Going through the data below, please show each line containing the string "impl".

> **Data for this exercise**
┄┄┄┄┄┄┄┄┄┄
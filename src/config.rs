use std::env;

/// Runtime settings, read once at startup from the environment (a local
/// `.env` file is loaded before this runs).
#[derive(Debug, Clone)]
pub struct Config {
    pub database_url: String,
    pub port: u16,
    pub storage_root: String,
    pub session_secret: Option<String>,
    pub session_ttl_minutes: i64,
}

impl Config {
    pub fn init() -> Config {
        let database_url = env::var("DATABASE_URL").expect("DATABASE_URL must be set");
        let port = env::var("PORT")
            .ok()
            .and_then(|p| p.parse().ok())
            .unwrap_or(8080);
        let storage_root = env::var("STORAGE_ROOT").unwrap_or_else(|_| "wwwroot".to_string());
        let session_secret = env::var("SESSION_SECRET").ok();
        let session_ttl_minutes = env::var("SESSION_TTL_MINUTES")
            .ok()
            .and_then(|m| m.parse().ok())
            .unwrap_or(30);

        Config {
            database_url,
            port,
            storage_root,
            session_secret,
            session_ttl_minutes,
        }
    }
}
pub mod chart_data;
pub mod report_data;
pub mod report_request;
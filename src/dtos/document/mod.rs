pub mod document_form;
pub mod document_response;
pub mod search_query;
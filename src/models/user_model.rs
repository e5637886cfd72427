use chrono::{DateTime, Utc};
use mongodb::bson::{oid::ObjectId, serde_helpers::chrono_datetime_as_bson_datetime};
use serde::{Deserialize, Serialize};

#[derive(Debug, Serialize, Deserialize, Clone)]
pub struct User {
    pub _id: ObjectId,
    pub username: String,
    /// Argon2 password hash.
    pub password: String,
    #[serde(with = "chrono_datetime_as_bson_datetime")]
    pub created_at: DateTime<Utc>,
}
┄┄┄┄┄┄┄┄┄┄
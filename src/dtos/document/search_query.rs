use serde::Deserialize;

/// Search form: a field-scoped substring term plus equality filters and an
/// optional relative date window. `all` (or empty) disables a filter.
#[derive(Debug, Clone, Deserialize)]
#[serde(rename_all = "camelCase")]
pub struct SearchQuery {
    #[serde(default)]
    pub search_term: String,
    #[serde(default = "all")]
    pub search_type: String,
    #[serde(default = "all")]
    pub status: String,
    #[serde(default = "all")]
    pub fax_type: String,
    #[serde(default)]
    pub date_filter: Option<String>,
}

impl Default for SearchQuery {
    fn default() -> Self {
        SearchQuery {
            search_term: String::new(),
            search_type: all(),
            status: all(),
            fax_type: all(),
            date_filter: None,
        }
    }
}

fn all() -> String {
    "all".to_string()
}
┄┄┄┄┄┄┄┄┄┄
> **Task response**
impl Config {
impl Default for SearchQuery {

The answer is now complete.